Gestational hypertension (GH) is defined as the presence of systolic blood pressure (BP) ≥ 140mm Hg and/or diastolic BP ≥ 90mm Hg, measured at least 4h apart after 20 weeks of gestation. Early identification of women at high-risk of developing GH could contribute significantly towards improved maternal and fetal outcomes. To determine early metabolic biomarkers in women with GH as compared with normotensive women. Serum samples were collected from subjects during three stages of their pregnancy: 8-12 weeks, 18-20 weeks and after 28 weeks (< 36 weeks) of gestation and studied using nuclear magnetic resonance (NMR) metabolomics approach. Multivariate and univariate analyses were performed to determine the significantly altered metabolites in GH women. A total of 10 metabolites, including isoleucine, glutamine, lysine, proline, histidine, phenylalanine, alanine, carnitine, N-acetyl glycoprotein and lactic acid were observed to be significantly downregulated during all pregnancy stages in women with GH as compared with controls.
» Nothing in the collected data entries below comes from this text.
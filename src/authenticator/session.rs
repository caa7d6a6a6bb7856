use std::sync::Arc;

use serde::{Deserialize, Serialize};
use time::{Duration, OffsetDateTime};

use super::{
    Authenticator, AuthenticatorService, Touched, expires_at, fingerprint_matches, resolve_decoded,
    still_valid,
};
use crate::clock::Clock;
use crate::codec::{DecodeError, SignedJsonCodec};
use crate::config::SessionAuthenticatorSettings;
use crate::error::{AuthenticatorError, CodecError};
use crate::fingerprint::FingerprintGenerator;
use crate::http::{AuthRequest, AuthResponse};
use crate::id::IdGenerator;
use crate::types::{AuthenticatorId, LoginInfo, option_duration_secs};

/// Authenticator kept, signed and encrypted, in the framework session.
#[derive(Debug, Clone, PartialEq, Eq, Serialize, Deserialize)]
#[serde(rename_all = "camelCase")]
pub struct SessionAuthenticator {
    pub id: AuthenticatorId,
    pub login_info: LoginInfo,
    #[serde(with = "time::serde::timestamp")]
    pub last_used_at: OffsetDateTime,
    #[serde(with = "time::serde::timestamp")]
    pub expires_at: OffsetDateTime,
    #[serde(with = "option_duration_secs", default)]
    pub idle_timeout: Option<Duration>,
    #[serde(default)]
    pub fingerprint: Option<String>,
}

impl Authenticator for SessionAuthenticator {
    fn id(&self) -> &AuthenticatorId {
        &self.id
    }

    fn login_info(&self) -> &LoginInfo {
        &self.login_info
    }

    fn last_used_at(&self) -> OffsetDateTime {
        self.last_used_at
    }

    fn expires_at(&self) -> OffsetDateTime {
        self.expires_at
    }

    fn idle_timeout(&self) -> Option<Duration> {
        self.idle_timeout
    }

    fn with_last_used_at(self, at: OffsetDateTime) -> Self {
        Self {
            last_used_at: at,
            ..self
        }
    }
}

/// Framework-session carrier. Always self-contained.
pub struct SessionAuthenticatorService {
    settings: SessionAuthenticatorSettings,
    codec: SignedJsonCodec,
    fingerprint_generator: Arc<dyn FingerprintGenerator>,
    id_generator: Arc<dyn IdGenerator>,
    clock: Arc<dyn Clock>,
}

impl SessionAuthenticatorService {
    #[must_use]
    pub fn new(
        settings: SessionAuthenticatorSettings,
        codec: SignedJsonCodec,
        fingerprint_generator: Arc<dyn FingerprintGenerator>,
        id_generator: Arc<dyn IdGenerator>,
        clock: Arc<dyn Clock>,
    ) -> Self {
        Self {
            settings,
            codec,
            fingerprint_generator,
            id_generator,
            clock,
        }
    }

    #[must_use]
    pub fn settings(&self) -> &SessionAuthenticatorSettings {
        &self.settings
    }

    fn serialize(&self, authenticator: &SessionAuthenticator) -> Result<String, CodecError> {
        self.codec.serialize(authenticator)
    }
}

impl AuthenticatorService for SessionAuthenticatorService {
    const ID: &'static str = "session-authenticator";

    type Authenticator = SessionAuthenticator;
    type Value = String;

    async fn create(
        &self,
        login_info: LoginInfo,
        request: &AuthRequest,
    ) -> Result<SessionAuthenticator, AuthenticatorError> {
        let id = self
            .id_generator
            .generate()
            .map_err(|e| AuthenticatorError::creation(Self::ID, e))?;
        let now = self.clock.now();
        let expires_at = expires_at(Self::ID, now, self.settings.authenticator_expiry)?;

        let authenticator = SessionAuthenticator {
            id: id.into(),
            login_info,
            last_used_at: now,
            expires_at,
            idle_timeout: self.settings.authenticator_idle_timeout,
            fingerprint: self
                .settings
                .use_fingerprinting
                .then(|| self.fingerprint_generator.generate(request)),
        };
        tracing::debug!(
            carrier = Self::ID,
            authenticator_id = %authenticator.id,
            "Authenticator created"
        );
        Ok(authenticator)
    }

    async fn retrieve(
        &self,
        request: &AuthRequest,
    ) -> Result<Option<SessionAuthenticator>, AuthenticatorError> {
        let Some(raw) = request.session_value(&self.settings.session_key) else {
            return Ok(None);
        };
        let decoded = self
            .codec
            .unserialize::<SessionAuthenticator>(raw)
            .map(Some)
            .map_err(DecodeError::Codec);
        let Some(authenticator) = resolve_decoded(Self::ID, decoded)? else {
            return Ok(None);
        };

        if self.settings.use_fingerprinting
            && !fingerprint_matches(
                Self::ID,
                &authenticator.id,
                authenticator.fingerprint.as_deref(),
                &self.fingerprint_generator.generate(request),
            )
        {
            return Ok(None);
        }
        Ok(still_valid(Self::ID, authenticator, self.clock.now()))
    }

    async fn init(&self, authenticator: &SessionAuthenticator) -> Result<String, AuthenticatorError> {
        self.serialize(authenticator)
            .map_err(|e| AuthenticatorError::initialization(Self::ID, e))
    }

    fn embed(&self, value: String, response: AuthResponse) -> Result<AuthResponse, AuthenticatorError> {
        Ok(response.set_session_value(self.settings.session_key.clone(), value))
    }

    fn embed_into_request(
        &self,
        value: String,
        request: AuthRequest,
    ) -> Result<AuthRequest, AuthenticatorError> {
        Ok(request.with_session_value(self.settings.session_key.clone(), value))
    }

    fn touch(&self, authenticator: SessionAuthenticator) -> Touched<SessionAuthenticator> {
        super::touch(authenticator, self.clock.now())
    }

    async fn update(
        &self,
        authenticator: SessionAuthenticator,
        response: AuthResponse,
    ) -> Result<AuthResponse, AuthenticatorError> {
        let value = self
            .serialize(&authenticator)
            .map_err(|e| AuthenticatorError::update(Self::ID, e))?;
        Ok(response.set_session_value(self.settings.session_key.clone(), value))
    }

    async fn renew_value(
        &self,
        authenticator: SessionAuthenticator,
        request: &AuthRequest,
    ) -> Result<String, AuthenticatorError> {
        let renewed = self
            .create(authenticator.login_info, request)
            .await
            .map_err(|e| AuthenticatorError::renewal(Self::ID, e))?;
        let value = self
            .init(&renewed)
            .await
            .map_err(|e| AuthenticatorError::renewal(Self::ID, e))?;
        tracing::debug!(
            carrier = Self::ID,
            previous_id = %authenticator.id,
            authenticator_id = %renewed.id,
            "Authenticator renewed"
        );
        Ok(value)
    }

    async fn discard(
        &self,
        authenticator: SessionAuthenticator,
        response: AuthResponse,
    ) -> Result<AuthResponse, AuthenticatorError> {
        tracing::debug!(
            carrier = Self::ID,
            authenticator_id = %authenticator.id,
            "Authenticator discarded"
        );
        Ok(response.remove_session_value(self.settings.session_key.clone()))
    }
}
Furthermore, expression of 5 metabolites in the first trimester i.e., phenylalanine [area under the curve (AUC) = 0.745], histidine [AUC = 0.729], proline [AUC = 0.722], lactic acid [AUC = 0.722], and carnitine [AUC = 0.714] exhibited highest potential in discriminating GH from normotensive women. The present study is the first of its kind to identify significantly altered metabolites that have the potential to discriminate between women at risk of developing GH and normotensive women across three trimesters of pregnancy. This opens up the possibility of exploring these metabolites as potential early predictive markers of GH.